▶ DATA LISTING
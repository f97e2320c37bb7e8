//! Error types for foodmonitor.
//!
//! This module defines all error types used throughout the foodmonitor crate,
//! providing detailed context for debugging and user-friendly error messages.

use std::path::PathBuf;
use thiserror::Error;

/// The main error type for foodmonitor operations.
#[derive(Error, Debug)]
pub enum Error {
    // === Storage Errors ===
    /// Failed to open or create the database.
    #[error("failed to open database at {path}: {source}")]
    DatabaseOpen {
        /// Path to the database file.
        path: PathBuf,
        /// The underlying error.
        #[source]
        source: rusqlite::Error,
    },

    /// A database query failed.
    #[error("database query failed: {0}")]
    DatabaseQuery(#[from] rusqlite::Error),

    /// Failed to run database migrations.
    #[error("database migration failed: {message}")]
    DatabaseMigration {
        /// Description of what went wrong.
        message: String,
    },

    /// A persisted collection could not be decoded.
    #[error("stored collection '{key}' is corrupt: {source}")]
    CorruptCollection {
        /// Storage key of the collection.
        key: &'static str,
        /// The underlying decode error.
        #[source]
        source: serde_json::Error,
    },

    // === Configuration Errors ===
    /// Failed to load configuration.
    #[error("failed to load configuration: {0}")]
    ConfigLoad(Box<figment::Error>),

    /// Configuration validation failed.
    #[error("invalid configuration: {message}")]
    ConfigValidation {
        /// Description of the validation failure.
        message: String,
    },

    // === Form Errors ===
    /// A required form field was left empty.
    #[error("missing required field: {field}")]
    MissingField {
        /// Name of the empty field.
        field: &'static str,
    },

    /// A form field could not be interpreted.
    #[error("invalid value for {field}: {message}")]
    InvalidField {
        /// Name of the offending field.
        field: &'static str,
        /// Description of what was wrong with the value.
        message: String,
    },

    // === Record Errors ===
    /// No record exists with the given id.
    #[error("no {collection} record with id '{id}'")]
    NotFound {
        /// Collection that was searched.
        collection: &'static str,
        /// The id that was looked up.
        id: String,
    },

    // === I/O Errors ===
    /// File system operation failed.
    #[error("I/O error: {0}")]
    Io(#[from] std::io::Error),

    /// Failed to create a required directory.
    #[error("failed to create directory {path}: {source}")]
    DirectoryCreate {
        /// Path that couldn't be created.
        path: PathBuf,
        /// The underlying error.
        #[source]
        source: std::io::Error,
    },

    // === Serialization Errors ===
    /// JSON serialization/deserialization failed.
    #[error("JSON error: {0}")]
    Json(#[from] serde_json::Error),
}

/// A specialized Result type for foodmonitor operations.
pub type Result<T> = std::result::Result<T, Error>;

impl From<figment::Error> for Error {
    fn from(err: figment::Error) -> Self {
        Self::ConfigLoad(Box::new(err))
    }
}

impl Error {
    /// Create a missing-field error.
    #[must_use]
    pub fn missing_field(field: &'static str) -> Self {
        Self::MissingField { field }
    }

    /// Create an invalid-field error.
    #[must_use]
    pub fn invalid_field(field: &'static str, message: impl Into<String>) -> Self {
        Self::InvalidField {
            field,
            message: message.into(),
        }
    }

    /// Create a not-found error.
    #[must_use]
    pub fn not_found(collection: &'static str, id: impl Into<String>) -> Self {
        Self::NotFound {
            collection,
            id: id.into(),
        }
    }

    /// Check if this error came from form validation.
    #[must_use]
    pub fn is_validation_error(&self) -> bool {
        matches!(self, Self::MissingField { .. } | Self::InvalidField { .. })
    }

    /// Check if this error is a lookup miss.
    #[must_use]
    pub fn is_not_found(&self) -> bool {
        matches!(self, Self::NotFound { .. })
    }
}

#[cfg(test)]
mod tests {
    use super::*;

    #[test]
    fn test_missing_field_display() {
        let err = Error::missing_field("name");
        assert_eq!(err.to_string(), "missing required field: name");
    }

    #[test]
    fn test_invalid_field_display() {
        let err = Error::invalid_field("quantity", "not a number: abc");
        assert_eq!(
            err.to_string(),
            "invalid value for quantity: not a number: abc"
        );
    }

    #[test]
    fn test_is_validation_error() {
        assert!(Error::missing_field("unit").is_validation_error());
        assert!(Error::invalid_field("unit", "bad").is_validation_error());
        assert!(!Error::not_found("food", "1").is_validation_error());
    }

    #[test]
    fn test_not_found() {
        let err = Error::not_found("temperature zone", "9");
        assert!(err.is_not_found());
        assert_eq!(err.to_string(), "no temperature zone record with id '9'");
    }

    #[test]
    fn test_from_io_error() {
        let io_err = std::io::Error::new(std::io::ErrorKind::NotFound, "file not found");
        let err: Error = io_err.into();
        assert!(err.to_string().contains("file not found"));
    }

    #[test]
    fn test_from_rusqlite_error() {
        let result = rusqlite::Connection::open_with_flags(
            "/nonexistent/path/db.sqlite",
            rusqlite::OpenFlags::SQLITE_OPEN_READ_ONLY,
        );
        if let Err(sqlite_err) = result {
            let err: Error = sqlite_err.into();
            assert!(matches!(err, Error::DatabaseQuery(_)));
        }
    }

    #[test]
    fn test_from_json_error() {
        let json_result: std::result::Result<i32, serde_json::Error> =
            serde_json::from_str("not valid json");
        if let Err(json_err) = json_result {
            let err: Error = json_err.into();
            assert!(matches!(err, Error::Json(_)));
        }
    }

    #[test]
    fn test_corrupt_collection_display() {
        let source = serde_json::from_str::<Vec<i32>>("{").unwrap_err();
        let err = Error::CorruptCollection {
            key: "foodItems",
            source,
        };
        assert!(err.to_string().contains("foodItems"));
    }

    #[test]
    fn test_config_validation_error_display() {
        let err = Error::ConfigValidation {
            message: "bad delta".to_string(),
        };
        assert!(err.to_string().contains("bad delta"));
    }

    #[test]
    fn test_directory_create_error_display() {
        let io_err = std::io::Error::new(std::io::ErrorKind::PermissionDenied, "access denied");
        let err = Error::DirectoryCreate {
            path: PathBuf::from("/root/forbidden"),
            source: io_err,
        };
        assert!(err.to_string().contains("/root/forbidden"));
    }
}
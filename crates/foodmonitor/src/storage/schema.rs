//! `SQLite` schema definitions for foodmonitor.
//!
//! Each collection is one row in `collections`, holding the JSON array of
//! its records.

/// SQL statement to create the collections table.
pub const CREATE_COLLECTIONS_TABLE: &str = r"
CREATE TABLE IF NOT EXISTS collections (
    key TEXT PRIMARY KEY,
    value TEXT NOT NULL,
    updated_at TEXT NOT NULL
)
";

/// SQL statement to create the metadata table for storing key-value pairs.
pub const CREATE_METADATA_TABLE: &str = r"
CREATE TABLE IF NOT EXISTS metadata (
    key TEXT PRIMARY KEY,
    value TEXT NOT NULL
)
";

/// All schema creation statements in order.
pub const SCHEMA_STATEMENTS: &[&str] = &[CREATE_COLLECTIONS_TABLE, CREATE_METADATA_TABLE];

#[cfg(test)]
mod tests {
    use super::*;

    #[test]
    fn test_schema_statements_not_empty() {
        assert!(!SCHEMA_STATEMENTS.is_empty());
        for stmt in SCHEMA_STATEMENTS {
            assert!(!stmt.is_empty());
        }
    }

    #[test]
    fn test_create_collections_table_columns() {
        assert!(CREATE_COLLECTIONS_TABLE.contains("key TEXT PRIMARY KEY"));
        assert!(CREATE_COLLECTIONS_TABLE.contains("value TEXT NOT NULL"));
        assert!(CREATE_COLLECTIONS_TABLE.contains("updated_at TEXT NOT NULL"));
    }
}
//! Diet log entries and nutrition totals.

use std::fmt;
use std::str::FromStr;

use chrono::{DateTime, Utc};
use serde::{Deserialize, Serialize};

use super::Record;
use crate::error::Error;

/// Which meal an entry belongs to.
#[derive(Debug, Clone, Copy, PartialEq, Eq, Hash, Serialize, Deserialize)]
pub enum MealType {
    /// Morning meal.
    Breakfast,
    /// Midday meal.
    Lunch,
    /// Evening meal.
    Dinner,
    /// Anything in between.
    Snack,
}

impl MealType {
    /// All meal types in form order.
    pub const ALL: [Self; 4] = [Self::Breakfast, Self::Lunch, Self::Dinner, Self::Snack];

    /// The display and storage name.
    #[must_use]
    pub fn as_str(self) -> &'static str {
        match self {
            Self::Breakfast => "Breakfast",
            Self::Lunch => "Lunch",
            Self::Dinner => "Dinner",
            Self::Snack => "Snack",
        }
    }
}

impl fmt::Display for MealType {
    fn fmt(&self, f: &mut fmt::Formatter<'_>) -> fmt::Result {
        f.write_str(self.as_str())
    }
}

impl FromStr for MealType {
    type Err = Error;

    fn from_str(s: &str) -> Result<Self, Self::Err> {
        let s = s.trim();
        Self::ALL
            .into_iter()
            .find(|m| m.as_str().eq_ignore_ascii_case(s))
            .ok_or_else(|| Error::invalid_field("meal type", format!("unknown meal type: {s}")))
    }
}

/// One logged food.
#[derive(Debug, Clone, PartialEq, Serialize, Deserialize)]
#[serde(rename_all = "camelCase")]
pub struct DietEntry {
    /// Unique id.
    pub id: String,
    /// Meal the food was part of.
    pub meal_type: MealType,
    /// What was eaten.
    pub food_name: String,
    /// Energy in kcal.
    #[serde(deserialize_with = "super::number::deserialize")]
    pub calories: f64,
    /// Protein in grams.
    #[serde(deserialize_with = "super::number::deserialize")]
    pub protein: f64,
    /// Carbohydrates in grams.
    #[serde(deserialize_with = "super::number::deserialize")]
    pub carbs: f64,
    /// Fats in grams.
    #[serde(deserialize_with = "super::number::deserialize")]
    pub fats: f64,
    /// When the entry was logged.
    #[serde(with = "super::timestamp")]
    pub timestamp: DateTime<Utc>,
}

/// Summed nutrition over a set of entries.
#[derive(Debug, Clone, Copy, PartialEq, Default, Serialize)]
pub struct NutritionTotals {
    /// Total kcal.
    pub calories: f64,
    /// Total protein grams.
    pub protein: f64,
    /// Total carbohydrate grams.
    pub carbs: f64,
    /// Total fat grams.
    pub fats: f64,
}

impl NutritionTotals {
    /// Add one entry's values.
    pub fn add(&mut self, entry: &DietEntry) {
        self.calories += entry.calories;
        self.protein += entry.protein;
        self.carbs += entry.carbs;
        self.fats += entry.fats;
    }
}

impl<'a> FromIterator<&'a DietEntry> for NutritionTotals {
    fn from_iter<I: IntoIterator<Item = &'a DietEntry>>(iter: I) -> Self {
        let mut totals = Self::default();
        for entry in iter {
            totals.add(entry);
        }
        totals
    }
}

impl Record for DietEntry {
    const KEY: &'static str = "dietEntries";
    const NAME: &'static str = "diet entry";

    fn id(&self) -> &str {
        &self.id
    }

    fn seed(now: DateTime<Utc>) -> Vec<Self> {
        vec![Self {
            id: "1".to_string(),
            meal_type: MealType::Breakfast,
            food_name: "Oatmeal with Berries".to_string(),
            calories: 320.0,
            protein: 12.0,
            carbs: 54.0,
            fats: 7.0,
            timestamp: now,
        }]
    }
}
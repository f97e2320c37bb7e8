//! Command-line interface for foodmonitor.
//!
//! This module provides the CLI structure for the `foodmon` binary.

mod commands;

use std::path::PathBuf;

use clap::{Parser, Subcommand};

pub use commands::{
    ConfigCommand, DietAddArgs, DietCommand, FoodAddArgs, FoodCommand, FormatArg, HygieneCommand,
    OutputFormat, ZoneCommand, ZoneSetArgs,
};

use crate::logging::Verbosity;

/// foodmon - Keep track of the kitchen
///
/// Food inventory with expiry tracking, storage temperature zones, a hygiene
/// checklist, and a daily diet log.
#[derive(Debug, Parser)]
#[command(name = "foodmon")]
#[command(author, version, about, long_about = None)]
#[command(propagate_version = true)]
pub struct Cli {
    /// Path to custom configuration file
    #[arg(short, long, global = true, value_name = "FILE")]
    pub config: Option<PathBuf>,

    /// Increase verbosity (-v for info, -vv for debug, -vvv for trace)
    #[arg(short, long, action = clap::ArgAction::Count, global = true)]
    pub verbose: u8,

    /// Suppress all output except errors
    #[arg(short, long, global = true)]
    pub quiet: bool,

    /// The command to execute
    #[command(subcommand)]
    pub command: Command,
}

/// Available commands.
#[derive(Debug, Subcommand)]
pub enum Command {
    /// Show the dashboard overview
    Dashboard(FormatArg),

    /// Manage the food inventory
    #[command(subcommand)]
    Food(FoodCommand),

    /// Monitor temperature zones
    #[command(subcommand)]
    Zone(ZoneCommand),

    /// Work through the hygiene checklist
    #[command(subcommand)]
    Hygiene(HygieneCommand),

    /// Track meals and nutrition
    #[command(subcommand)]
    Diet(DietCommand),

    /// View or check configuration
    #[command(subcommand)]
    Config(ConfigCommand),

    /// Delete all stored data so the sample data returns
    Reset {
        /// Skip confirmation
        #[arg(short, long)]
        yes: bool,
    },
}

impl Cli {
    /// Get the verbosity level based on flags.
    #[must_use]
    pub fn verbosity(&self) -> Verbosity {
        Verbosity::from_flags(self.quiet, self.verbose)
    }
}
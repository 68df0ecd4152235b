//! Concrete rule implementations
//!
//! Grouped by the structures they rewrite.

pub mod listing;
pub mod part;
pub mod prune;
pub mod quote;
pub mod rename;
pub mod table;
pub mod xref;

pub use listing::{AttachCalloutLists, FormalListings, InformalListings};
pub use part::{HoistAppendices, PartIntro};
pub use prune::{PruneMetadata, RemoveElements};
pub use quote::{FlattenAttributions, WrapBlockquotes};
pub use rename::{RenameAttribute, RenameElements};
pub use table::WrapHeaderCells;
pub use xref::LabelCrossReferences;

/// Code and screen blocks, before or after renaming
pub(crate) const CODE_BLOCKS: &str = "screen|programlisting";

▶ BRIEF
Within the listing above, give again exactly every line from the line with "not be decoded." through the line with "to load configuration.", both included, and no other line.

▶ TASK RESULT
    /// A persisted collection could not be decoded.
    #[error("stored collection '{key}' is corrupt: {source}")]
    CorruptCollection {
        /// Storage key of the collection.
        key: &'static str,
        /// The underlying decode error.
        #[source]
        source: serde_json::Error,
    },

    // === Configuration Errors ===
    /// Failed to load configuration.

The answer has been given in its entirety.